**Problem description**
In the records below, count each line where the word "existing" appears, and reply with that number only.

**Saved entries**
*** Block opens ***

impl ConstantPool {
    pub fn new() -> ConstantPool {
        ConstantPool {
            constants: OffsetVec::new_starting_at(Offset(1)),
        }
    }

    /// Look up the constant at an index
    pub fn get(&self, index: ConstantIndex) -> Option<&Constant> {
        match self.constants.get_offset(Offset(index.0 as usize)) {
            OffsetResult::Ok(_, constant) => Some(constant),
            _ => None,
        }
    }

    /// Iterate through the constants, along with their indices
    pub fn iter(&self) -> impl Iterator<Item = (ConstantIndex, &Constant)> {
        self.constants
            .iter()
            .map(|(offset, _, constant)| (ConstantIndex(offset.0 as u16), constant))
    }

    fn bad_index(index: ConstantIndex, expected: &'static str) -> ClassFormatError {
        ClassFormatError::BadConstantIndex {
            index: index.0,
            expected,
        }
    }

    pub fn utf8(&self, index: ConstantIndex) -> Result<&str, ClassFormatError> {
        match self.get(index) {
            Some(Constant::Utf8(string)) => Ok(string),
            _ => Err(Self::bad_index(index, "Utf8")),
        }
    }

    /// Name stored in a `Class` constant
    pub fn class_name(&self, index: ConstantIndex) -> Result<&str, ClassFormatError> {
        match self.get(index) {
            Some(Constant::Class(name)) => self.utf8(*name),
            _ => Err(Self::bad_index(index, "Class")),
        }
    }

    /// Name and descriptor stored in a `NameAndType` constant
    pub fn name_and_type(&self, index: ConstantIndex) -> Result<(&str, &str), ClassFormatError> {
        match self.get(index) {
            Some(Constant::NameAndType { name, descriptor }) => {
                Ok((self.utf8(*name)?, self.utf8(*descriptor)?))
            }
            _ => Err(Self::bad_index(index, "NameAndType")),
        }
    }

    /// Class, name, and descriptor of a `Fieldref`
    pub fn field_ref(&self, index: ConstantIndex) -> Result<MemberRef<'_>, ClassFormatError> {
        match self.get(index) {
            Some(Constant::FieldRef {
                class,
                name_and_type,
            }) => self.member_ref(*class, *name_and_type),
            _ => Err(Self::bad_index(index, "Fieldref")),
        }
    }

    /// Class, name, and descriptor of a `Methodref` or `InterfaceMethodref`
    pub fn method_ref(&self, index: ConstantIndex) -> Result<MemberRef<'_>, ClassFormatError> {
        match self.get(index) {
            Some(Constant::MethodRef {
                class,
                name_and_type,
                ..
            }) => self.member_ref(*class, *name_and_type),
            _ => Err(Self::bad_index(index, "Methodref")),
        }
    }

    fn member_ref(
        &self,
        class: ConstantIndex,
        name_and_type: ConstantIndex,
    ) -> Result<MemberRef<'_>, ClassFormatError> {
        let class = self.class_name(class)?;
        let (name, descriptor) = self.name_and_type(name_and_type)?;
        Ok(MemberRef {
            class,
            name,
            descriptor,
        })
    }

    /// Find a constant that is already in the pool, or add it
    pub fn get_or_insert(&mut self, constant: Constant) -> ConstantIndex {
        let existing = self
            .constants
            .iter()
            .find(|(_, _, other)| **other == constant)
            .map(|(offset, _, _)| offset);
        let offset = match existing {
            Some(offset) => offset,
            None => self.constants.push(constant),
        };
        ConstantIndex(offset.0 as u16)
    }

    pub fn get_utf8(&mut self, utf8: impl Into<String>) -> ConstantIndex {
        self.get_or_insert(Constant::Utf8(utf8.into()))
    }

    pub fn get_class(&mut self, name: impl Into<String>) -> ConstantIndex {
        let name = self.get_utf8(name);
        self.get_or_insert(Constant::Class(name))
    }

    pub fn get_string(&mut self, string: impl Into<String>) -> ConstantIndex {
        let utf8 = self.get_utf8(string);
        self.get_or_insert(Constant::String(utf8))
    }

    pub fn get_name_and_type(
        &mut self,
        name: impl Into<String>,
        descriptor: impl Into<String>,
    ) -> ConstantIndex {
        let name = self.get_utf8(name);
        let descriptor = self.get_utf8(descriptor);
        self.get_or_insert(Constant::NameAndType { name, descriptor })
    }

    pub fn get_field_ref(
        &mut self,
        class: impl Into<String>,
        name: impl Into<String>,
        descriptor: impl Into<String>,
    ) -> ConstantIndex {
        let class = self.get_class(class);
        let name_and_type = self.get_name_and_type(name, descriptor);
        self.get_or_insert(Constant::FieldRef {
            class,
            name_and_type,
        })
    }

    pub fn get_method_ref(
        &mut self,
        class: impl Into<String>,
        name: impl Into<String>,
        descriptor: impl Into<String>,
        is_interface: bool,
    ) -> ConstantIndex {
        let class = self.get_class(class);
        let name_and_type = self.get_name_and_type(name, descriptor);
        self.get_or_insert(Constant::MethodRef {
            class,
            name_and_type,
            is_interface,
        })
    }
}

*** Block closes ***
*** Block opens ***

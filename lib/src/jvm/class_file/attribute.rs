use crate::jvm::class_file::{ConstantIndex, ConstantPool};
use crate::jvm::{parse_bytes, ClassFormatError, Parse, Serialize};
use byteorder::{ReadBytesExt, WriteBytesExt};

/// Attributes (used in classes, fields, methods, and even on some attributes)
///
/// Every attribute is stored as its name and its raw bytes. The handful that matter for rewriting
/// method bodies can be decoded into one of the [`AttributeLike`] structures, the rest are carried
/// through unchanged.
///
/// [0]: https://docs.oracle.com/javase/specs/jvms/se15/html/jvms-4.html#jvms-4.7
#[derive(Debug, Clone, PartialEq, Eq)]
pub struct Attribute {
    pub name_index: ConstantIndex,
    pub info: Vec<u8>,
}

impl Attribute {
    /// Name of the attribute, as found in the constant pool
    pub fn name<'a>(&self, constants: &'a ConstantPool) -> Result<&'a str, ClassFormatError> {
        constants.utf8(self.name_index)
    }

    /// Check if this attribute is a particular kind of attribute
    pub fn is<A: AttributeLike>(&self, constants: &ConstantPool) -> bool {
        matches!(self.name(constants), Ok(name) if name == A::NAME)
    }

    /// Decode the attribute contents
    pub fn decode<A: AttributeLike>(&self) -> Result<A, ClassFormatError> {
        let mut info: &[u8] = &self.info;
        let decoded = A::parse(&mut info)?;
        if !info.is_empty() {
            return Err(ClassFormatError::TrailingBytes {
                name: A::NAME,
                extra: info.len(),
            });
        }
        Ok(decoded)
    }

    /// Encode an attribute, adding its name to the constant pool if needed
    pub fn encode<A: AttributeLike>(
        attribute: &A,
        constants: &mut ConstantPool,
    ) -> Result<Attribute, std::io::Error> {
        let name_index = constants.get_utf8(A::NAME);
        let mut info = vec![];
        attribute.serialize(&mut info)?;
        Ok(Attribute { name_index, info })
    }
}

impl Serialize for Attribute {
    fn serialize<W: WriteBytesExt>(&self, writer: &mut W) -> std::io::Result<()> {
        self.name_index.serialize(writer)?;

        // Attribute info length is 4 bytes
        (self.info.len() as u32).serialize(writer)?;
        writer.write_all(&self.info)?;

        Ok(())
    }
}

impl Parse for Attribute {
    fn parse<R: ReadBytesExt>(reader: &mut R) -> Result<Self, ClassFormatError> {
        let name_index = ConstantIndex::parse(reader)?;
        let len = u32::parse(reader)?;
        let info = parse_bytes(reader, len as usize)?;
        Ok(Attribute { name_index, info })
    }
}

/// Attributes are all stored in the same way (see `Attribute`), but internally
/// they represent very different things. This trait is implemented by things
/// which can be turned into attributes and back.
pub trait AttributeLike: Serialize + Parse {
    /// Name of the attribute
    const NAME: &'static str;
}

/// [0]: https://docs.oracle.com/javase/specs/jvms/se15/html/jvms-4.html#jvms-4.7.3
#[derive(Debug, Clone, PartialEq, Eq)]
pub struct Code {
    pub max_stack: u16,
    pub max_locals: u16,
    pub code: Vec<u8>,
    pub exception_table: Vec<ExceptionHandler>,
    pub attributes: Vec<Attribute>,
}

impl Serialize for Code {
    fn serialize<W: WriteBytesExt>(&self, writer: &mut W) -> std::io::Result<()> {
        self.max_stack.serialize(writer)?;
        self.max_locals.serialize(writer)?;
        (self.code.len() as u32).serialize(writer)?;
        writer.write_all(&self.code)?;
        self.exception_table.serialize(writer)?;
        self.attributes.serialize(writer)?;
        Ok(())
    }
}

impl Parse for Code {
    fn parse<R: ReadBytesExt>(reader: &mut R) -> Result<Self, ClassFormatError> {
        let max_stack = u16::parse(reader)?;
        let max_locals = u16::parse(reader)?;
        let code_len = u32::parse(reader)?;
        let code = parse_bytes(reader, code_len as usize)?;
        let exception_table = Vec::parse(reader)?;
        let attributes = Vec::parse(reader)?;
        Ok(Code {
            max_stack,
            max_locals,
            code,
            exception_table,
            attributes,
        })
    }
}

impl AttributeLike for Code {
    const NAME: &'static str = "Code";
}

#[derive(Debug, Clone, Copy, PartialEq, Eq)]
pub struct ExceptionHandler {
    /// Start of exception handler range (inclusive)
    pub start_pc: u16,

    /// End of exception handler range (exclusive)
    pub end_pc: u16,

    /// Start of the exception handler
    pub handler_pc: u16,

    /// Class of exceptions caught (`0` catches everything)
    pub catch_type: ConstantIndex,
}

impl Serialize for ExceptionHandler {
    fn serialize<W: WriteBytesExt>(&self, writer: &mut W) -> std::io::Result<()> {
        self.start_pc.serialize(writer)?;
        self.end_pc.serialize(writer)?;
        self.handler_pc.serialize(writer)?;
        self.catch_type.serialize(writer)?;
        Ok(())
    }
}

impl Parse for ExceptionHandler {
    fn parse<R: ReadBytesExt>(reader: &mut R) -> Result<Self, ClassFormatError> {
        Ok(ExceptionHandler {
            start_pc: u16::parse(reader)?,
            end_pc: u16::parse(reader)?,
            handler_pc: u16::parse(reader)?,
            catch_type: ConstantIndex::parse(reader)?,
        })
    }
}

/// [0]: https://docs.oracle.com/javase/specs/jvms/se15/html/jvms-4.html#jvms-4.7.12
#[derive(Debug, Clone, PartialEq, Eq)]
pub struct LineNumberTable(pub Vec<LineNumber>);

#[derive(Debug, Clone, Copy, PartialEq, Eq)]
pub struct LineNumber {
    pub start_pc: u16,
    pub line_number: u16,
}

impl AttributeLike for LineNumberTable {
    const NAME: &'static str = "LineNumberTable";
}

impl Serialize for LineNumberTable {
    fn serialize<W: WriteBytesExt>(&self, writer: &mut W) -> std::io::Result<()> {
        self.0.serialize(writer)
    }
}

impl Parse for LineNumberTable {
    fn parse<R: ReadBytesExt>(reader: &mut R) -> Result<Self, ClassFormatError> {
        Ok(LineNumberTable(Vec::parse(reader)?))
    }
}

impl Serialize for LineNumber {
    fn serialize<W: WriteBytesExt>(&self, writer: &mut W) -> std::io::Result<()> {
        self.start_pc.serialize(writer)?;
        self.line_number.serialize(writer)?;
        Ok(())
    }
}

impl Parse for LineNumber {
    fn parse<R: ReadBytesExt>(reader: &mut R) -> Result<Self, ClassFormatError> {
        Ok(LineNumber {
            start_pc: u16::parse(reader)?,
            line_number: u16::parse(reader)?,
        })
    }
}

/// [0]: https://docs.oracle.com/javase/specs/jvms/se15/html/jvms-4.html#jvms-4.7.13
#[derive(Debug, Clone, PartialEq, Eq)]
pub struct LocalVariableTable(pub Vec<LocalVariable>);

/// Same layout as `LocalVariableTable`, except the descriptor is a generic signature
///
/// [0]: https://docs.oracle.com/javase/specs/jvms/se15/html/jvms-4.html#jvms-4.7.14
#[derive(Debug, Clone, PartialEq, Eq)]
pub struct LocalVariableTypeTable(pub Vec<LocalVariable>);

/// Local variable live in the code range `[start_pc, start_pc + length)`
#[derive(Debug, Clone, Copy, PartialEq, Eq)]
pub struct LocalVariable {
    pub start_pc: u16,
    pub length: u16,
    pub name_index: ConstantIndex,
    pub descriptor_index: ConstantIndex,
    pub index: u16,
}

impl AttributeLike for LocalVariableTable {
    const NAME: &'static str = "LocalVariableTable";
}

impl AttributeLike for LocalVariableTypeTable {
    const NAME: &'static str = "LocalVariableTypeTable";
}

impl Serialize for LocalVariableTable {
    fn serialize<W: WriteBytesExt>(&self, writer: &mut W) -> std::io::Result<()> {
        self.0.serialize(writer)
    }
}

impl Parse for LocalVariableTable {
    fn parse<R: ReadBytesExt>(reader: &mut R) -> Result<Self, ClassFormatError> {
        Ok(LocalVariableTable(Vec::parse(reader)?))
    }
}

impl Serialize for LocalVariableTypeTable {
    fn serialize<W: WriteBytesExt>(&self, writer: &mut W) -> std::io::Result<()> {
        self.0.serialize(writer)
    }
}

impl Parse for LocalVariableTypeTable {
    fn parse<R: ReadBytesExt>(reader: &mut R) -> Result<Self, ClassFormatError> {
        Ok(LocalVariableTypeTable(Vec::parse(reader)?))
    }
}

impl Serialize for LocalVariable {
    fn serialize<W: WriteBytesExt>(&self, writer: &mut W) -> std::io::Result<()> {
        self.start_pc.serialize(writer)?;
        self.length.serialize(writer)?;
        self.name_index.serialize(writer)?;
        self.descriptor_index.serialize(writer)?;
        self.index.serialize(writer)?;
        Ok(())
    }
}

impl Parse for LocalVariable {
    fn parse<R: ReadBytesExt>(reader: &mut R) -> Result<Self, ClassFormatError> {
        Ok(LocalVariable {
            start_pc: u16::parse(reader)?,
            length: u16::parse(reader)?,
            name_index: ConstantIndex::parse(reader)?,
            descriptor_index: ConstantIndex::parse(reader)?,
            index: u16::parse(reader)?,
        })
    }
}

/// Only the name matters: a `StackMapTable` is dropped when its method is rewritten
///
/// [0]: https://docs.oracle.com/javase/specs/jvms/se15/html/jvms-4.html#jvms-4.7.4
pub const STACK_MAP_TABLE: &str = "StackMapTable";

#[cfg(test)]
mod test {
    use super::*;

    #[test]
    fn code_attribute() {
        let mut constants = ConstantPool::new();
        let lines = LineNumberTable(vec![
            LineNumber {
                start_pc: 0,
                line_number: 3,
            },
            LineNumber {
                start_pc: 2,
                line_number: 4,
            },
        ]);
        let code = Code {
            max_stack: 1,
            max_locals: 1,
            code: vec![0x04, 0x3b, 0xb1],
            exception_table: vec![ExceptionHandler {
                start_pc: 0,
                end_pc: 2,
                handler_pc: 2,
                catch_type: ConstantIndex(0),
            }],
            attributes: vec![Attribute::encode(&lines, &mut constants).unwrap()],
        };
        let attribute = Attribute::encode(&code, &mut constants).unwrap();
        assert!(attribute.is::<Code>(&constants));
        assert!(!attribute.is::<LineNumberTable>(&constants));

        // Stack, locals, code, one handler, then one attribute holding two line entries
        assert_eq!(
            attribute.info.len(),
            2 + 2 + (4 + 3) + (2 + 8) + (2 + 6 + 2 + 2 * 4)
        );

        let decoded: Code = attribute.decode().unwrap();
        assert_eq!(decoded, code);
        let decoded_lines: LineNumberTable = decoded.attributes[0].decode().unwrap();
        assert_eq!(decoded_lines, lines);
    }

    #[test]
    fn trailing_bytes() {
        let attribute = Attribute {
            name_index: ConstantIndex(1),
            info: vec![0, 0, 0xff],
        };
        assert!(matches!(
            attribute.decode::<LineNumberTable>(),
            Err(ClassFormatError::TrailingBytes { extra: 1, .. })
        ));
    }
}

*** Block closes ***
*** Block opens ***

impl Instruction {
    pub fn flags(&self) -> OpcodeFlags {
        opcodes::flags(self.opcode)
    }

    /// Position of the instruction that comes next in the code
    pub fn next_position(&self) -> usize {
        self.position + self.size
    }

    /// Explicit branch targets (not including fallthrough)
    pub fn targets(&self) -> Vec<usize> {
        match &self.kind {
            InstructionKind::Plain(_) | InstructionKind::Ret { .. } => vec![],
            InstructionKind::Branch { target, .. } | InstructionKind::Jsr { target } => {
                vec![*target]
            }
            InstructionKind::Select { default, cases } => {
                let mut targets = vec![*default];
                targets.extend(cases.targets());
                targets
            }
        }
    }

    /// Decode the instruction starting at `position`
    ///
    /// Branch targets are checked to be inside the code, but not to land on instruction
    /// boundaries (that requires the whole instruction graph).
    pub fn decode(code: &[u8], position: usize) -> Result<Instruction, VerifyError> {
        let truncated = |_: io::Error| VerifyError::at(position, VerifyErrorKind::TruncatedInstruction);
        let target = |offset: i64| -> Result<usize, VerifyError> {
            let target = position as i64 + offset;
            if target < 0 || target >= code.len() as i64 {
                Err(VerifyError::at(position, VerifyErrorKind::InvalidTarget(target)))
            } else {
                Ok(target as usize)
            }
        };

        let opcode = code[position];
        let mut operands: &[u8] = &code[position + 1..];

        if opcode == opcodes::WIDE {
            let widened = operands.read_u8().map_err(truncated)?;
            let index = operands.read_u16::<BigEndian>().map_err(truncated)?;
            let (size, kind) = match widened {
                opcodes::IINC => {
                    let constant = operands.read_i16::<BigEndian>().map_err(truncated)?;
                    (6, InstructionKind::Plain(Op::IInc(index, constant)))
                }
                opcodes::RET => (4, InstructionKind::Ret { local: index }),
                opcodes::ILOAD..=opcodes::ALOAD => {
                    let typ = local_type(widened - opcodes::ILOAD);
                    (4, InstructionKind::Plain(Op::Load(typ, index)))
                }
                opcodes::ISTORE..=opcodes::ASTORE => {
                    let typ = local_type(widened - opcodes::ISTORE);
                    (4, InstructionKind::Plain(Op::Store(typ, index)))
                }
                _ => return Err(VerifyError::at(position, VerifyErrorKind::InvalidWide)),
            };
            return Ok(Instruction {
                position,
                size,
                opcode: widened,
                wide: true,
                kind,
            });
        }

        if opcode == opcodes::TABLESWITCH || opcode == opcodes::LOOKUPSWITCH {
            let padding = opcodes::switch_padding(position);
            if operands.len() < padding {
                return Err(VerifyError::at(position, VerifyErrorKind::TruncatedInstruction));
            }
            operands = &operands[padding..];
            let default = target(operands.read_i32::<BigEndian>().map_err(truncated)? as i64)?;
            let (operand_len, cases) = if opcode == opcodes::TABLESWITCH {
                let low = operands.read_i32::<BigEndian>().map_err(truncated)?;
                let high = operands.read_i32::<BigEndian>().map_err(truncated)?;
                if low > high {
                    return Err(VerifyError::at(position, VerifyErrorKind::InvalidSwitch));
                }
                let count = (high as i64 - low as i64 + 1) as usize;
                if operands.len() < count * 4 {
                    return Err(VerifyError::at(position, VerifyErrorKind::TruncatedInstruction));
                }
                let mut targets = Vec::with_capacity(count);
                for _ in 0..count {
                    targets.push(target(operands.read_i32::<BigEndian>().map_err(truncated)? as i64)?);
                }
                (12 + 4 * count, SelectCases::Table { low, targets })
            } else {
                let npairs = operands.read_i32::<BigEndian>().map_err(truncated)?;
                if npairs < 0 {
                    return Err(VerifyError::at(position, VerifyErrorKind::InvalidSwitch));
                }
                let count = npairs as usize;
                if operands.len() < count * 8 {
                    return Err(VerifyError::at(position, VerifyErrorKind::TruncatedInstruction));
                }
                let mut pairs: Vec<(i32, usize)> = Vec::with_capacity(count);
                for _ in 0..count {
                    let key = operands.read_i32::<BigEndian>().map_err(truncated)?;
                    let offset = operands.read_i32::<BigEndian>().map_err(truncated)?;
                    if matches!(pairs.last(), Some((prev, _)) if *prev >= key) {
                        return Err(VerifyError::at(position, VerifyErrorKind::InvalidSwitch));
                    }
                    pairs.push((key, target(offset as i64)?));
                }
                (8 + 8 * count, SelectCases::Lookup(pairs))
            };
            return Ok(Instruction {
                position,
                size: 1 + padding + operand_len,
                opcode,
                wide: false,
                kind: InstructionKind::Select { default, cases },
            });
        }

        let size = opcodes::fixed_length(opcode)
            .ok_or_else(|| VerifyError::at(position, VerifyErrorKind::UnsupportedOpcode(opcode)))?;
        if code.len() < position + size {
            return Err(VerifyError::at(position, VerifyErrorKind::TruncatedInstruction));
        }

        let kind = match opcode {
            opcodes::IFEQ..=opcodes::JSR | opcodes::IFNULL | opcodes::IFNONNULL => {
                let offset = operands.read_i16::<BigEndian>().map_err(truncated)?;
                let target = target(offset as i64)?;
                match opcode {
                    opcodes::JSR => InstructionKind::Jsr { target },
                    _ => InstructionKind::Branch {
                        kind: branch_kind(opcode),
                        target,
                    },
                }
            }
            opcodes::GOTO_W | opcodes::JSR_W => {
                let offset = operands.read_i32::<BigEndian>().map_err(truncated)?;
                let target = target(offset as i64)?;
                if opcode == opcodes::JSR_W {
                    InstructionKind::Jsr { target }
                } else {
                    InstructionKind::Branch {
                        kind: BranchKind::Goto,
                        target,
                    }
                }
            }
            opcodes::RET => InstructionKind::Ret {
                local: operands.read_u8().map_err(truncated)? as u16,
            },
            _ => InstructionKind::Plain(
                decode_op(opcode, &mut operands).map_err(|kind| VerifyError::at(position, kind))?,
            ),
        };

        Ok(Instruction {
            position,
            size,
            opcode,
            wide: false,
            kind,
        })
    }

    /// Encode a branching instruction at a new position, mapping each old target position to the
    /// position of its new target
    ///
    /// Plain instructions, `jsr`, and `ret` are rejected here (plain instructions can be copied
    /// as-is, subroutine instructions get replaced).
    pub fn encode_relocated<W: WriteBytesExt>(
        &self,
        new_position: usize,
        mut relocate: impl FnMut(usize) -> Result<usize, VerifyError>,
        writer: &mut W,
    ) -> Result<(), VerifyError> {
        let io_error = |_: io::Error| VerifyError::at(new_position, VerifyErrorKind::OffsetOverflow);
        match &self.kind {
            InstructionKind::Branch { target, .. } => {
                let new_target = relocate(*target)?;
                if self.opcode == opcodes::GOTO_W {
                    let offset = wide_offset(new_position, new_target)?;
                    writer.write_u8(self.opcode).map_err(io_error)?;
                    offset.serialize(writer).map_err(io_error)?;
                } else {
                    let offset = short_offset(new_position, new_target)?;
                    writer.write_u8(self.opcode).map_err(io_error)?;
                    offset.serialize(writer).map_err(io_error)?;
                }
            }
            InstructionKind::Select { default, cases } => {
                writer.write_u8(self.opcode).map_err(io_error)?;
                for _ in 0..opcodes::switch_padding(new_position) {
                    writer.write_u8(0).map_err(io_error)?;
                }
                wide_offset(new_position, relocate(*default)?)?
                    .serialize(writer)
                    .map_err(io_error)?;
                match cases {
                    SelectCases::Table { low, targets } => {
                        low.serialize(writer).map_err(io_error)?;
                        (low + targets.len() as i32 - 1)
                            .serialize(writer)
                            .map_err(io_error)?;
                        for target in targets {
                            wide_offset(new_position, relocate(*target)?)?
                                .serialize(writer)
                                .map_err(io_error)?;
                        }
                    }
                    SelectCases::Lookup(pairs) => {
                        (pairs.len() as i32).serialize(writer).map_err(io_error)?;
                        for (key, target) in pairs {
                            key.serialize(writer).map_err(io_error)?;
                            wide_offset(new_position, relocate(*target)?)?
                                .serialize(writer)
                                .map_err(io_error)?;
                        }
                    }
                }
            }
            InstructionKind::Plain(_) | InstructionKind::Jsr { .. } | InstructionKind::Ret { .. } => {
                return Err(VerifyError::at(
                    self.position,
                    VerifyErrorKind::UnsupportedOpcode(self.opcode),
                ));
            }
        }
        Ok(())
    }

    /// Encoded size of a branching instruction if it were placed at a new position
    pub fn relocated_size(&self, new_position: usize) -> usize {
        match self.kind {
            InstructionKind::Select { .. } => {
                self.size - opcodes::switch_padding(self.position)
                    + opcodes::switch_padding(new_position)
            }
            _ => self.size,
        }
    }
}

*** Block closes ***

**Answer for the task**
2